By Ajith Lawrence

Thiruvananthapuram, May 16, 2025: The fisherman I recall best from the mist of time stood still on a wind-swept sand dune near India’s southern tip.

Bare-chested, wrapped in a plaid sarong, looking as if carved from dark granite, he stood there, his gaze fixed on the faraway line where the sea meets the sky. A lord of the waves, preparing for one more ride over the rollers on his kattumaram—a humble raft of bound logs, shaped by hand, driven by sheer muscle power.

These solo raft-riders are a vanishing breed, their ways obscured by the drone of motorized fiberglass boats. But in Cashing Waves, they come alive—alongside diverse traditional fishers—free divers, shore seiners, boatmen, hook-and-line experts. Together, they share a world shaped by tide and toil, ever closer to the edge in a warming globe.

Shot along the fabled coastline of Thiruvananthapuram, capital of Kerala state where the Western Ghats begins its descend to meet the Arabian Sea, this documentary immerses us in the work life of a community of over 50,000 seagoing fishermen and their families.

Their place is spread across 42 villages bordering a 79-km-long narrow strip comprising scenic, sandy, rocky, estuarine, built-up, carved-out and eroded stretches. A living frontier—vivid, raw, and increasingly perilous as climate change tilts the odds.

The fly-on-the-wall camera, unintrusive yet intimate, moves with the rhythm of the coast. It watches as fishers rise before dawn, prepare their nets, push their craft into an unforgiving sea. It lingers on to etch quiet moments of uncertainty, judgment and resolve, then zooms headlong into scenes of fury. One moment, a misty lagoon comes alive on the screen, bustling mangroves on its fringes; the next, a man times his leap from his raft, trying to outswim a chasing wave.

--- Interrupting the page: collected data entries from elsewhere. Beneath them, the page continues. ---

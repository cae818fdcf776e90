use crate::hasher::DigestAlgorithm;
use anyhow::{anyhow, bail, Context, Result};
use secrecy::{ExposeSecret, SecretString};
use std::time::Duration;
use url::Url;

/// Store connection settings shared by every subcommand.
#[derive(Debug, Clone)]
pub struct GlobalArgs {
    pub dsn: Option<SecretString>,
    pub db_username: Option<String>,
    pub db_password: SecretString,
    pub db_hostname: Option<String>,
    pub db_name: Option<String>,
    pub timeout: Duration,
    pub digest: DigestAlgorithm,
}

impl GlobalArgs {
    /// Connection string for the store: `--dsn` when given, otherwise built
    /// from the username, password, hostname and database values.
    ///
    /// # Errors
    /// Returns an error if neither a DSN nor the individual values are set, or
    /// if they do not form a valid URL.
    pub fn dsn(&self) -> Result<SecretString> {
        if let Some(dsn) = &self.dsn {
            return Ok(dsn.clone());
        }

        let (Some(username), Some(hostname), Some(db_name)) =
            (&self.db_username, &self.db_hostname, &self.db_name)
        else {
            bail!(
                "missing store configuration: set --dsn or DB_USERNAME, DB_HOSTNAME and DB_TABLENAME"
            );
        };

        let mut dsn = Url::parse(&format!("postgres://{hostname}"))
            .with_context(|| format!("invalid store hostname: {hostname}"))?;
        dsn.set_path(db_name);

        dsn.set_username(username)
            .map_err(|()| anyhow!("Error setting username"))?;

        let password = self.db_password.expose_secret();
        if !password.is_empty() {
            dsn.set_password(Some(password))
                .map_err(|()| anyhow!("Error setting password"))?;
        }

        Ok(SecretString::from(dsn.to_string()))
    }
}
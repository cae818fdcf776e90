pub mod logging;
pub mod store;

use clap::{
    builder::styling::{AnsiColor, Effects, Styles},
    Arg, ColorChoice, Command,
};

pub const ARG_USERNAME: &str = "username";
pub const ARG_EMAIL: &str = "email";
pub const ARG_PASSWORD: &str = "password";
pub const ARG_TOKEN: &str = "token";

fn username_arg() -> Arg {
    Arg::new(ARG_USERNAME).help("Account username").required(true)
}

fn password_arg() -> Arg {
    Arg::new(ARG_PASSWORD)
        .short('p')
        .long("password")
        .help("Account password")
        .env("TOKENKEEPER_PASSWORD")
        .hide_env_values(true)
        .required(true)
}

fn token_command() -> Command {
    Command::new("token")
        .about("Manage a user's session token")
        .subcommand_required(true)
        .arg_required_else_help(true)
        .subcommand(
            Command::new("create")
                .about("Issue a new token, replacing any existing one")
                .arg(username_arg()),
        )
        .subcommand(
            Command::new("get")
                .about("Print the user's current token")
                .arg(username_arg()),
        )
        .subcommand(
            Command::new("validate")
                .about("Check whether a token belongs to any user")
                .arg(Arg::new(ARG_TOKEN).help("Token to check").required(true)),
        )
        .subcommand(
            Command::new("revoke")
                .about("Clear the user's token")
                .arg(username_arg()),
        )
}

#[must_use]
pub fn new() -> Command {
    let styles = Styles::styled()
        .header(AnsiColor::Yellow.on_default() | Effects::BOLD)
        .usage(AnsiColor::Green.on_default() | Effects::BOLD)
        .literal(AnsiColor::Blue.on_default() | Effects::BOLD)
        .placeholder(AnsiColor::Green.on_default());

    let command = Command::new("tokenkeeper")
        .about("Credential and session-token authority")
        .version(env!("CARGO_PKG_VERSION"))
        .color(ColorChoice::Auto)
        .styles(styles)
        .subcommand_required(true)
        .arg_required_else_help(true)
        .subcommand(Command::new("schema").about("Create the users table if it does not exist"))
        .subcommand(
            Command::new("register")
                .about("Register a new user")
                .arg(username_arg())
                .arg(Arg::new(ARG_EMAIL).help("Account email").required(true))
                .arg(password_arg()),
        )
        .subcommand(
            Command::new("login")
                .about("Verify a user's password")
                .arg(username_arg())
                .arg(password_arg()),
        )
        .subcommand(token_command());

    let command = store::with_args(command);
    logging::with_args(command)
}
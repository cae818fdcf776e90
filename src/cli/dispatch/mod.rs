//! Map validated CLI matches to an action.

use crate::cli::{
    actions::{
        account::{LoginArgs, RegisterArgs},
        token::{self, TokenCommand},
        Action,
    },
    commands::{store, ARG_EMAIL, ARG_PASSWORD, ARG_TOKEN, ARG_USERNAME},
};
use anyhow::{anyhow, Context, Result};
use clap::ArgMatches;
use secrecy::SecretString;

fn required(matches: &ArgMatches, name: &str) -> Result<String> {
    matches
        .get_one::<String>(name)
        .cloned()
        .with_context(|| format!("missing required argument: {name}"))
}

fn token_command(matches: &ArgMatches) -> Result<TokenCommand> {
    match matches.subcommand() {
        Some(("create", sub)) => Ok(TokenCommand::Create {
            username: required(sub, ARG_USERNAME)?,
        }),
        Some(("get", sub)) => Ok(TokenCommand::Get {
            username: required(sub, ARG_USERNAME)?,
        }),
        Some(("validate", sub)) => Ok(TokenCommand::Validate {
            token: required(sub, ARG_TOKEN)?,
        }),
        Some(("revoke", sub)) => Ok(TokenCommand::Revoke {
            username: required(sub, ARG_USERNAME)?,
        }),
        Some((other, _)) => Err(anyhow!("unknown token subcommand: {other}")),
        None => Err(anyhow!("missing token subcommand")),
    }
}

/// Map validated CLI matches to an action.
///
/// # Errors
/// Returns an error if required arguments are missing or inconsistent.
pub fn handler(matches: &ArgMatches) -> Result<Action> {
    let globals = store::parse(matches)?;

    match matches.subcommand() {
        Some(("schema", _)) => Ok(Action::Schema(globals)),
        Some(("register", sub)) => Ok(Action::Register(RegisterArgs {
            globals,
            username: required(sub, ARG_USERNAME)?,
            email: required(sub, ARG_EMAIL)?,
            password: SecretString::from(required(sub, ARG_PASSWORD)?),
        })),
        Some(("login", sub)) => Ok(Action::Login(LoginArgs {
            globals,
            username: required(sub, ARG_USERNAME)?,
            password: SecretString::from(required(sub, ARG_PASSWORD)?),
        })),
        Some(("token", sub)) => Ok(Action::Token(token::Args {
            globals,
            command: token_command(sub)?,
        })),
        Some((other, _)) => Err(anyhow!("unknown subcommand: {other}")),
        None => Err(anyhow!("missing subcommand")),
    }
}
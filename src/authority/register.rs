//! Account registration.

use crate::hasher::DigestAlgorithm;
use crate::store::{StoreError, UniqueField, UserStore};
use std::sync::Arc;
use tracing::{debug, instrument, warn};

#[derive(Debug, Clone, Copy, PartialEq, Eq)]
pub enum RegisterOutcome {
    Created,
    UsernameTaken,
    EmailTaken,
}

impl RegisterOutcome {
    /// Coarse success signal: `true` only for `Created`.
    #[must_use]
    pub const fn is_created(self) -> bool {
        matches!(self, Self::Created)
    }
}

pub struct RegistrationService<S> {
    store: Arc<S>,
    algorithm: DigestAlgorithm,
}

impl<S: UserStore> RegistrationService<S> {
    #[must_use]
    pub const fn new(store: Arc<S>, algorithm: DigestAlgorithm) -> Self {
        Self { store, algorithm }
    }

    /// Register `username` with `email`, storing only the digest of the secret.
    ///
    /// The existence checks are advisory: two concurrent registrations can both
    /// pass them, so a unique-constraint conflict from the insert is reported
    /// as the matching taken outcome rather than an error.
    ///
    /// # Errors
    /// Returns a `StoreError` if any store call fails for a reason other than a
    /// uniqueness conflict on `Username` or `Email`.
    #[instrument(skip(self, secret))]
    pub async fn register(
        &self,
        username: &str,
        secret: &str,
        email: &str,
    ) -> Result<RegisterOutcome, StoreError> {
        if self.store.username_exists(username).await? {
            debug!("username already registered");
            return Ok(RegisterOutcome::UsernameTaken);
        }

        if self.store.email_exists(email).await? {
            debug!("email already registered");
            return Ok(RegisterOutcome::EmailTaken);
        }

        let authentication = self.algorithm.digest(username, secret);

        match self
            .store
            .insert_user(username, email, &authentication)
            .await
        {
            Ok(()) => {
                debug!("user created");
                Ok(RegisterOutcome::Created)
            }
            Err(StoreError::Conflict(UniqueField::Username)) => {
                warn!("lost registration race on username");
                Ok(RegisterOutcome::UsernameTaken)
            }
            Err(StoreError::Conflict(UniqueField::Email)) => {
                warn!("lost registration race on email");
                Ok(RegisterOutcome::EmailTaken)
            }
            Err(err) => Err(err),
        }
    }
}
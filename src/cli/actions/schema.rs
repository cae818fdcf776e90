use crate::cli::{actions::connect, globals::GlobalArgs};
use anyhow::{Context, Result};
use tracing::info;

/// Create the users table.
/// # Errors
/// Returns an error if the database is unreachable or rejects the DDL.
pub async fn execute(globals: &GlobalArgs) -> Result<()> {
    let store = connect(globals).await?;

    store
        .ensure_schema()
        .await
        .context("Could not create the users table")?;

    info!("users table ready");
    println!("schema ready");

    Ok(())
}
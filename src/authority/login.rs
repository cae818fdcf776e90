//! Credential verification. Login never touches the `Token` column; issuing a
//! session is a separate call on the token service.

use crate::hasher::{constant_time_eq, DigestAlgorithm};
use crate::store::{StoreError, UserStore};
use std::sync::Arc;
use tracing::{debug, instrument};

#[derive(Debug, Clone, Copy, PartialEq, Eq)]
pub enum LoginOutcome {
    Authenticated,
    InvalidCredentials,
    UserNotFound,
}

impl LoginOutcome {
    /// Coarse success signal; unknown users and wrong secrets both yield `false`.
    #[must_use]
    pub const fn is_authenticated(self) -> bool {
        matches!(self, Self::Authenticated)
    }
}

pub struct LoginService<S> {
    store: Arc<S>,
    algorithm: DigestAlgorithm,
}

impl<S: UserStore> LoginService<S> {
    #[must_use]
    pub const fn new(store: Arc<S>, algorithm: DigestAlgorithm) -> Self {
        Self { store, algorithm }
    }

    /// Check `secret` against the digest stored for `username`.
    ///
    /// # Errors
    /// Returns a `StoreError` if the lookup fails.
    #[instrument(skip(self, secret))]
    pub async fn login(&self, username: &str, secret: &str) -> Result<LoginOutcome, StoreError> {
        let Some(stored) = self.store.authentication(username).await? else {
            debug!("user not found");
            return Ok(LoginOutcome::UserNotFound);
        };

        let candidate = self.algorithm.digest(username, secret);

        if constant_time_eq(candidate.as_bytes(), stored.as_bytes()) {
            debug!("login successful");
            Ok(LoginOutcome::Authenticated)
        } else {
            debug!("credential mismatch");
            Ok(LoginOutcome::InvalidCredentials)
        }
    }
}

There is Richard of Puthenthope—a solo fisherman on a raft—who recounts calmly how the surf nearly dashed him against his own vessel. And Blassey, an elder, makes a quiet transition to a fiberglass raft.

Yet Cashing Waves is no lament or a litany of woes. It is a chronicle of survival, adaptation, innovation. In its second half, the story turns inland—to the radar labs of the Cochin University of Science and Technology, where meteorologists like Prof. Abhilash S. join hands with scientist-fishers like Kumar Sahayaraju. Together, they craft a forecast system built not merely of models and satellite observations, but also WhatsApp messages, radio warnings, and human trust.

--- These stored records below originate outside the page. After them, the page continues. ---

//! Store doubles for exercising failure and race paths in the services.

use crate::store::{MemoryUserStore, StoreError, UniqueField, UserStore};
use async_trait::async_trait;
use std::sync::{
    atomic::{AtomicUsize, Ordering},
    Arc,
};

/// Every call fails with the same kind of error.
pub(crate) struct FailingStore {
    unavailable: bool,
}

impl FailingStore {
    pub(crate) const fn unavailable() -> Self {
        Self { unavailable: true }
    }

    pub(crate) const fn query_failed() -> Self {
        Self { unavailable: false }
    }

    fn error(&self) -> StoreError {
        if self.unavailable {
            StoreError::Unavailable(sqlx::Error::PoolClosed)
        } else {
            StoreError::QueryFailed(sqlx::Error::Protocol("test failure".to_string()))
        }
    }
}

#[async_trait]
impl UserStore for FailingStore {
    async fn username_exists(&self, _username: &str) -> Result<bool, StoreError> {
        Err(self.error())
    }

    async fn email_exists(&self, _email: &str) -> Result<bool, StoreError> {
        Err(self.error())
    }

    async fn insert_user(
        &self,
        _username: &str,
        _email: &str,
        _authentication: &str,
    ) -> Result<(), StoreError> {
        Err(self.error())
    }

    async fn authentication(&self, _username: &str) -> Result<Option<String>, StoreError> {
        Err(self.error())
    }

    async fn set_token(&self, _username: &str, _token: &str) -> Result<u64, StoreError> {
        Err(self.error())
    }

    async fn clear_token(&self, _username: &str) -> Result<u64, StoreError> {
        Err(self.error())
    }

    async fn token(&self, _username: &str) -> Result<Option<Option<String>>, StoreError> {
        Err(self.error())
    }

    async fn token_exists(&self, _token: &str) -> Result<bool, StoreError> {
        Err(self.error())
    }
}

/// Existence checks always miss, as if another writer inserted the row right
/// after they ran; writes go to the wrapped store and hit its constraints.
pub(crate) struct BlindStore {
    inner: Arc<MemoryUserStore>,
}

impl BlindStore {
    pub(crate) const fn new(inner: Arc<MemoryUserStore>) -> Self {
        Self { inner }
    }
}

#[async_trait]
impl UserStore for BlindStore {
    async fn username_exists(&self, _username: &str) -> Result<bool, StoreError> {
        Ok(false)
    }

    async fn email_exists(&self, _email: &str) -> Result<bool, StoreError> {
        Ok(false)
    }

    async fn insert_user(
        &self,
        username: &str,
        email: &str,
        authentication: &str,
    ) -> Result<(), StoreError> {
        self.inner.insert_user(username, email, authentication).await
    }

    async fn authentication(&self, username: &str) -> Result<Option<String>, StoreError> {
        self.inner.authentication(username).await
    }

    async fn set_token(&self, username: &str, token: &str) -> Result<u64, StoreError> {
        self.inner.set_token(username, token).await
    }

    async fn clear_token(&self, username: &str) -> Result<u64, StoreError> {
        self.inner.clear_token(username).await
    }

    async fn token(&self, username: &str) -> Result<Option<Option<String>>, StoreError> {
        self.inner.token(username).await
    }

    async fn token_exists(&self, token: &str) -> Result<bool, StoreError> {
        self.inner.token_exists(token).await
    }
}

/// The first `collisions` token writes fail with a `Token` conflict.
pub(crate) struct CollidingStore {
    inner: Arc<MemoryUserStore>,
    collisions: usize,
    attempts: AtomicUsize,
}

impl CollidingStore {
    pub(crate) const fn new(inner: Arc<MemoryUserStore>, collisions: usize) -> Self {
        Self {
            inner,
            collisions,
            attempts: AtomicUsize::new(0),
        }
    }

    pub(crate) fn attempts(&self) -> usize {
        self.attempts.load(Ordering::SeqCst)
    }
}

#[async_trait]
impl UserStore for CollidingStore {
    async fn username_exists(&self, username: &str) -> Result<bool, StoreError> {
        self.inner.username_exists(username).await
    }

    async fn email_exists(&self, email: &str) -> Result<bool, StoreError> {
        self.inner.email_exists(email).await
    }

    async fn insert_user(
        &self,
        username: &str,
        email: &str,
        authentication: &str,
    ) -> Result<(), StoreError> {
        self.inner.insert_user(username, email, authentication).await
    }

    async fn authentication(&self, username: &str) -> Result<Option<String>, StoreError> {
        self.inner.authentication(username).await
    }

    async fn set_token(&self, username: &str, token: &str) -> Result<u64, StoreError> {
        let attempt = self.attempts.fetch_add(1, Ordering::SeqCst);
        if attempt < self.collisions {
            return Err(StoreError::Conflict(UniqueField::Token));
        }
        self.inner.set_token(username, token).await
    }

    async fn clear_token(&self, username: &str) -> Result<u64, StoreError> {
        self.inner.clear_token(username).await
    }

    async fn token(&self, username: &str) -> Result<Option<Option<String>>, StoreError> {
        self.inner.token(username).await
    }

    async fn token_exists(&self, token: &str) -> Result<bool, StoreError> {
        self.inner.token_exists(token).await
    }
}
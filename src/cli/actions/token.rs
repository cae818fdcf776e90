use crate::{
    authority::{CreateOutcome, GetOutcome, RevokeOutcome, ValidateOutcome},
    cli::{actions::authority, globals::GlobalArgs},
};
use anyhow::{bail, Context, Result};

#[derive(Debug, Clone, PartialEq, Eq)]
pub enum TokenCommand {
    Create { username: String },
    Get { username: String },
    Validate { token: String },
    Revoke { username: String },
}

#[derive(Debug)]
pub struct Args {
    pub globals: GlobalArgs,
    pub command: TokenCommand,
}

/// Run a token subcommand.
/// # Errors
/// Returns an error on store failure or when no token applies.
pub async fn execute(args: Args) -> Result<()> {
    let authority = authority(&args.globals).await?;
    let tokens = authority.tokens();

    match args.command {
        TokenCommand::Create { username } => {
            match tokens.create(&username).await.context("Token creation failed")? {
                CreateOutcome::Created(token) => println!("{token}"),
                CreateOutcome::UnknownUser => bail!("user {username} not found"),
            }
        }
        TokenCommand::Get { username } => {
            match tokens.get(&username).await.context("Token lookup failed")? {
                GetOutcome::Found(token) => println!("{token}"),
                GetOutcome::NotFound => bail!("no token for {username}"),
            }
        }
        TokenCommand::Validate { token } => {
            match tokens.validate(&token).await.context("Token validation failed")? {
                ValidateOutcome::Valid => println!("valid"),
                ValidateOutcome::Invalid => bail!("invalid token"),
            }
        }
        TokenCommand::Revoke { username } => {
            match tokens.revoke(&username).await.context("Token revocation failed")? {
                RevokeOutcome::Revoked => println!("revoked"),
            }
        }
    }

    Ok(())
}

Observations from the sea—wind shifts, swell heights, cloud patterns—flow back into the models. Risk communication becomes a shared language.

That, the scientists say, is the how forecasts should look like in future – telling users what weather will do, not what it will be. Such forecasts tailormade for diverse users is all the more relevant when the Arabian Sea is turning stormier with its warming waters and a humid lower atmosphere that is also warming.

Fishing forays are becoming even riskier under such weather conditions. Director John Bennet and Cinematographer Vincy Lopez, however, steer clear of nostalgia or melodrama. What they give us instead is something sturdier: a textured, clear-eyed portrait of life on the edge. Brutally frank.

And the narrator Edmond Roy’s voice reflects that professional objectivity. The cinematography is as moody, muted and mercurial in turns as the ocean it portrays. We sway with the rhythm of boats breasting the surf. We see the sudden fury of a storm snuff out livelihoods in a flash.

Sound becomes the film’s heartbeat in the backdrop of Ivan Pereira’s evocative music.

In the end, Cashing Waves is not just a film about fishing. It is a meditation on survival, dignity, and resilience. And some inevitable moments of grief.